Somewhere along the way, the Hudson river, or what I assumed was the Hudson (we didn't have a map, so were traveling blind) switched sides so it was to our right. And then the river gradually widened into Lake Champlain. There were lakes and bogs everywhere, the smaller ones were frozen, and some had beaver lodges dotting the eyes. Frozen waterfalls and icicles hung from the cliffs. It's beautiful country up there for sure.

 

Inside the train was unbearably hot. We were a self-contained unit, parcels of people with a common destination, temporarily giving up our free-will to travel on the tracks laid down beneath us. Breathing each other's air. We got so hot we had to switch cars. Somewhere around Albany we had to stop to switch engines. And somewhere "in the middle of nowhere" (as disgruntled people whining on their cell phones put it), we sat motionless for over an hour because the signals or switches were iced over. It was hard not to be annoyed by the annoyed people and their annoying cell phone conversations, "I don't even know where I am?! There's, like, not even any signs of any animals living out here, what am I doing here?!"—annoying one-sided blabber that I don't think meant anything to whoever was on the other end let alone the whole train full of people that had to endure it. If only more people read books instead of talking on cell phones. It's all the same driving force—an intent to communicate, a need for information, engagement of the mind, something to pass the time, but at least reading is far less intrusive to others.

 

 

After Sentence 3, I read Eye Against Eye by Forrest Gander. I don't read a lot of "poetry" so I (and eye) am probably not qualified to give a proper review. Especially in contrast to the prose of Sentence, lined poetry feels stilted to me. Not fluid. Line breaks don't feel natural to me. They are gaps or divisions in what otherwise could be continuous flow. Ideally, text would not even wrap but would continue left to right (or whatever direction you're used to reading). But I suppose the direction you are "used to" could be up and down, so I contradict myself. I guess what it is about lined poetry that turns me off is that, before you even read the words, it looks like a "poem," and therefore sets that expectation. 

 

But as far as poetry goes, the poems in Eye Against Eye are classics. There is not a lot of risk-taking, but they conjure nice imagery.
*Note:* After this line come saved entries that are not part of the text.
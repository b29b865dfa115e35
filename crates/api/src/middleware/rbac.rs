//! Role-based access control (RBAC) extractors.
//!
//! Each extractor wraps [`AuthUser`] and rejects requests whose role fails
//! the [`marquee_core::authz::authorize`] check for its role set, so every
//! 403 tells the caller which role they have and which are accepted.
//! Authentication failure (no/invalid token) is a distinct 401 raised by
//! the inner [`AuthUser`] extraction.

use axum::extract::FromRequestParts;
use axum::http::request::Parts;
use marquee_core::authz::authorize;
use marquee_core::error::CoreError;
use marquee_core::roles::{ROLE_ADMIN, ROLE_CLIENT, ROLE_EMPLOYEE, ROLE_MANAGER};

use super::auth::AuthUser;
use crate::error::AppError;
use crate::state::AppState;

/// Shared body of every role-gate extractor.
async fn require_roles(
    parts: &mut Parts,
    state: &AppState,
    required: &[&'static str],
) -> Result<AuthUser, AppError> {
    let user = AuthUser::from_request_parts(parts, state).await?;
    authorize(&user.role, required)
        .map_err(|denied| AppError::Core(CoreError::Forbidden(denied.to_string())))?;
    Ok(user)
}

/// Requires the `admin` role.
///
/// ```ignore
/// async fn admin_only(RequireAdmin(user): RequireAdmin) -> AppResult<Json<()>> {
///     // user is guaranteed to be an admin here
///     Ok(Json(()))
/// }
/// ```
pub struct RequireAdmin(pub AuthUser);

impl FromRequestParts<AppState> for RequireAdmin {
    type Rejection = AppError;

    async fn from_request_parts(
        parts: &mut Parts,
        state: &AppState,
    ) -> Result<Self, Self::Rejection> {
        let user = require_roles(parts, state, &[ROLE_ADMIN]).await?;
        Ok(RequireAdmin(user))
    }
}

/// Requires `manager` or `admin` role. Catalog mutations go through this.
pub struct RequireManager(pub AuthUser);

impl FromRequestParts<AppState> for RequireManager {
    type Rejection = AppError;

    async fn from_request_parts(
        parts: &mut Parts,
        state: &AppState,
    ) -> Result<Self, Self::Rejection> {
        let user = require_roles(parts, state, &[ROLE_MANAGER, ROLE_ADMIN]).await?;
        Ok(RequireManager(user))
    }
}

/// Requires `employee`, `manager`, or `admin` role (staff dashboards).
pub struct RequireEmployee(pub AuthUser);

impl FromRequestParts<AppState> for RequireEmployee {
    type Rejection = AppError;

    async fn from_request_parts(
        parts: &mut Parts,
        state: &AppState,
    ) -> Result<Self, Self::Rejection> {
        let user = require_roles(parts, state, &[ROLE_EMPLOYEE, ROLE_MANAGER, ROLE_ADMIN]).await?;
        Ok(RequireEmployee(user))
    }
}

/// Requires the `client` role (the own-reservations listing).
pub struct RequireClient(pub AuthUser);

impl FromRequestParts<AppState> for RequireClient {
    type Rejection = AppError;

    async fn from_request_parts(
        parts: &mut Parts,
        state: &AppState,
    ) -> Result<Self, Self::Rejection> {
        let user = require_roles(parts, state, &[ROLE_CLIENT]).await?;
        Ok(RequireClient(user))
    }
}
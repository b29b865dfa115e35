//! Repository for screening reads that cross the movie boundary.
//!
//! Screening *writes* go through `MovieRepo` only -- the screening set is
//! an attribute of the movie aggregate.

use chrono::{NaiveDate, NaiveDateTime};
use marquee_core::seating;
use marquee_core::types::DbId;
use sqlx::{FromRow, PgPool};

use crate::models::screening::{ScreeningDetail, ScreeningStats};

/// Provides read operations for individual screenings and occupancy stats.
pub struct ScreeningRepo;

/// Raw aggregation row behind [`ScreeningRepo::upcoming_stats`].
#[derive(FromRow)]
struct StatsRow {
    id: DbId,
    movie_title: String,
    duration: i32,
    screening_time: NaiveDateTime,
    reserved_seats: i64,
    reserved_seat_numbers: Vec<String>,
}

impl ScreeningRepo {
    /// Find a screening joined with its movie.
    pub async fn find_detail(
        pool: &PgPool,
        id: DbId,
    ) -> Result<Option<ScreeningDetail>, sqlx::Error> {
        sqlx::query_as::<_, ScreeningDetail>(
            "SELECT s.id, s.movie_id, s.screening_time, m.title, m.duration
             FROM screenings s
             JOIN movies m ON s.movie_id = m.id
             WHERE s.id = $1",
        )
        .bind(id)
        .fetch_optional(pool)
        .await
    }

    /// Occupancy stats for every upcoming screening (on or after `today`,
    /// movie still inside its run window), ordered chronologically.
    pub async fn upcoming_stats(
        pool: &PgPool,
        today: NaiveDate,
    ) -> Result<Vec<ScreeningStats>, sqlx::Error> {
        let rows = sqlx::query_as::<_, StatsRow>(
            "SELECT
                s.id,
                m.title AS movie_title,
                m.duration,
                s.screening_time,
                COUNT(r.id) AS reserved_seats,
                COALESCE(
                    ARRAY_AGG(r.seat_number ORDER BY r.seat_number)
                        FILTER (WHERE r.id IS NOT NULL),
                    '{}'
                ) AS reserved_seat_numbers
             FROM screenings s
             JOIN movies m ON s.movie_id = m.id
             LEFT JOIN reservations r ON r.screening_id = s.id
             WHERE s.screening_time::date >= $1 AND m.end_date >= $1
             GROUP BY s.id, m.title, m.duration, s.screening_time
             ORDER BY s.screening_time ASC",
        )
        .bind(today)
        .fetch_all(pool)
        .await?;

        Ok(rows
            .into_iter()
            .map(|row| ScreeningStats {
                id: row.id,
                movie_title: row.movie_title,
                duration: row.duration,
                screening_time: row.screening_time,
                reserved_seats: row.reserved_seats,
                total_seats: seating::ROOM_CAPACITY,
                reserved_seat_numbers: row.reserved_seat_numbers,
                available_seats: seating::available_seats(row.reserved_seats),
                occupancy_rate: seating::occupancy_rate(row.reserved_seats),
            })
            .collect())
    }
}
The first series, Burning Towers, Standing Wall, despite the ominous 9/11 sounding name, are actually reflections on Mayan Ruins and culture, the kind of reading material that perhaps I should've brought on my recent trip to southern Mexico and Guatemala. They felt a bit out of place in the desolate and cold landscape of upstate New York (or wherever "in the middle of nowhere" we were). But then again, once you get into the rhythm of the poems, they pull you into that world:

the walls swell with oxidation

and orange lichens press outward,

the crust flakes off into rain

and termite clatter, the chimmuck of falling pebbles,

undertones the stones conduct

along cleavage planes

so that if decibels diminish 

as they approach silence

but never entirely fade,

this fresh patter is stirred into a vibrating, immeasurably 

thin memorial ache inside the walls

and as primordial

Earth-shattering stuff just by the sounds of the words alone, but ground-breaking? In Ligature, he lapses into strong one or two sentence passages that embody the strong images he sets forth:

So they inhabit their bodies like music, for a given time. And yet he continues to act as if there were times to come. 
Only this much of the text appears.